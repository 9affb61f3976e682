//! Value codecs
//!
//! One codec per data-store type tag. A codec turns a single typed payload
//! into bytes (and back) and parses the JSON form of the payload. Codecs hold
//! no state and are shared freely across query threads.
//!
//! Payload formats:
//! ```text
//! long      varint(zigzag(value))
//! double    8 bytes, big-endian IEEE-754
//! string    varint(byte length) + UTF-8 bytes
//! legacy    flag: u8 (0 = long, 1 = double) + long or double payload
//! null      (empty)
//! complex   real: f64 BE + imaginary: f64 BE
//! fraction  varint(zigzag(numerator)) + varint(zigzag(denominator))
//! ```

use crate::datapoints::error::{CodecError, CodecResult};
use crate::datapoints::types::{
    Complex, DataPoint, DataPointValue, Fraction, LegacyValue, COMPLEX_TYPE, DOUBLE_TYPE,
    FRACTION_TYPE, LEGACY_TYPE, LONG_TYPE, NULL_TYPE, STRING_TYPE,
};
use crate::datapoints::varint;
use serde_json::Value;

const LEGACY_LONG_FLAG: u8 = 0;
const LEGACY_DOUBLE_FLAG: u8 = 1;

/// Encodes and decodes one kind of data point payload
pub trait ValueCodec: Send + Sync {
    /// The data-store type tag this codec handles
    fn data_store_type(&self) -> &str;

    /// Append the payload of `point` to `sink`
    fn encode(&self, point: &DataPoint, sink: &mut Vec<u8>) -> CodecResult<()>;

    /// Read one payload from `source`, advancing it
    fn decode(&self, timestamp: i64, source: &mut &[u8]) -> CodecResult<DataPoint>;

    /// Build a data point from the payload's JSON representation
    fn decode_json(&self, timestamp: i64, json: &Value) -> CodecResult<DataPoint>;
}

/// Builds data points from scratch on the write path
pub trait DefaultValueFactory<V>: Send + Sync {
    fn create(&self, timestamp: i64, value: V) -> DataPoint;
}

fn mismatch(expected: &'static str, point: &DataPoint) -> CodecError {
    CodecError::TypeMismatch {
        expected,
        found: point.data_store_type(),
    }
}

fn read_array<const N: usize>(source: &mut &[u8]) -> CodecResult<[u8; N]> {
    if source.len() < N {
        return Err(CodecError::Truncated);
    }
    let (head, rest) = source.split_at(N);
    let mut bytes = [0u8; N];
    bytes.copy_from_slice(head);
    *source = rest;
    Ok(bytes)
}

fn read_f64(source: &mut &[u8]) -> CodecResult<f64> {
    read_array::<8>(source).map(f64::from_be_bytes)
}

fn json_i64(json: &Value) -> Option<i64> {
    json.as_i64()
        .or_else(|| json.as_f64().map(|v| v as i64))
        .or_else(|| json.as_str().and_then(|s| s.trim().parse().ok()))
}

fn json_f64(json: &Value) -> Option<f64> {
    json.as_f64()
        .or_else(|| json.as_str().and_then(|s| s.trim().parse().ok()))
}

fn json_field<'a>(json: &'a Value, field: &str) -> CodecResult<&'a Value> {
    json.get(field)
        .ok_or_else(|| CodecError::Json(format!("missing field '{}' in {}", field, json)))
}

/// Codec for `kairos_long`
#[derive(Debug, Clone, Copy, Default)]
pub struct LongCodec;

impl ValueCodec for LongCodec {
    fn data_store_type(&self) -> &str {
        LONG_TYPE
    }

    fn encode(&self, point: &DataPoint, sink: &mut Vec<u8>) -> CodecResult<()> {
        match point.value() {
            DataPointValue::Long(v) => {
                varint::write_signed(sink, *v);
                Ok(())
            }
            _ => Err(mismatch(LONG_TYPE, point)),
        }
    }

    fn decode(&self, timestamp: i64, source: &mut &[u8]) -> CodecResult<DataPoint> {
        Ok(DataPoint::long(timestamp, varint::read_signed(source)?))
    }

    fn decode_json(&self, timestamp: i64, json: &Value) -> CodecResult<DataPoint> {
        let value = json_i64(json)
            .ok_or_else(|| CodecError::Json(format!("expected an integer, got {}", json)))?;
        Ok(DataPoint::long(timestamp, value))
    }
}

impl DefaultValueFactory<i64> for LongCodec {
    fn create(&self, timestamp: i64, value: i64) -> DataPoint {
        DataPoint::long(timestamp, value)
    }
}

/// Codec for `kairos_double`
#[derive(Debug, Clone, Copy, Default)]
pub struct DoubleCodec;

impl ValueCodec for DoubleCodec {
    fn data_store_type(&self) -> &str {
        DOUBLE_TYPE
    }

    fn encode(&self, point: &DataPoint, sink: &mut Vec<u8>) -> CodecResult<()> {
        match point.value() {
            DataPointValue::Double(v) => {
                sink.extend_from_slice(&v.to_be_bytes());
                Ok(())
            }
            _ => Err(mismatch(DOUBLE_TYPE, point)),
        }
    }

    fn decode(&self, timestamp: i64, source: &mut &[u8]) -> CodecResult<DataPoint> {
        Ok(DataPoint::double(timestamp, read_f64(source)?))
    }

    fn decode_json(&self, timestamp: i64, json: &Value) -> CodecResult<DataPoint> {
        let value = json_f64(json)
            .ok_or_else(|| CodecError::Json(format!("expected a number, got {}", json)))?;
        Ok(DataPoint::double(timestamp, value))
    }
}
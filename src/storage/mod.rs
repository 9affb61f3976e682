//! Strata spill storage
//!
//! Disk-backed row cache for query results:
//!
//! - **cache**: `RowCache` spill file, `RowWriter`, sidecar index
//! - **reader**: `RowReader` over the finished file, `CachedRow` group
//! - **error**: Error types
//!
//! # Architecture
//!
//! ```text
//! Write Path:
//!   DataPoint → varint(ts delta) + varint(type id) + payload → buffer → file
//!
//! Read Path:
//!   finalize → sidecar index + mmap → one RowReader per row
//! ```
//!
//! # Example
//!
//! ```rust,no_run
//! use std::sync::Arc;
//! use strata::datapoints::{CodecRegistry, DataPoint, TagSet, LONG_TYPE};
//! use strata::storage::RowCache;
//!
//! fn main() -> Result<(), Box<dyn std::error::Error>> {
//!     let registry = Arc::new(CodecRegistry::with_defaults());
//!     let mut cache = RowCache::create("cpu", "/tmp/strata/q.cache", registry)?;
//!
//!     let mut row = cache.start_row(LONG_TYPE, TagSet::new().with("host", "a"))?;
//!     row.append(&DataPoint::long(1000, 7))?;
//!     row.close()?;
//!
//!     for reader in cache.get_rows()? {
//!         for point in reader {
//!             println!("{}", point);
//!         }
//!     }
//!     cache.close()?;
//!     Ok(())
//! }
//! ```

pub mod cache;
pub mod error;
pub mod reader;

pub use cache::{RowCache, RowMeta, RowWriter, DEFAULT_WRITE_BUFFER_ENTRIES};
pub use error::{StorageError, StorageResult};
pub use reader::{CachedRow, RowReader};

***

TASK DETAILS
Look over the records. Copy the lines that include the word "DefaultValueFactory".

WRITTEN ANSWER
pub trait DefaultValueFactory<V>: Send + Sync {
impl DefaultValueFactory<i64> for LongCodec {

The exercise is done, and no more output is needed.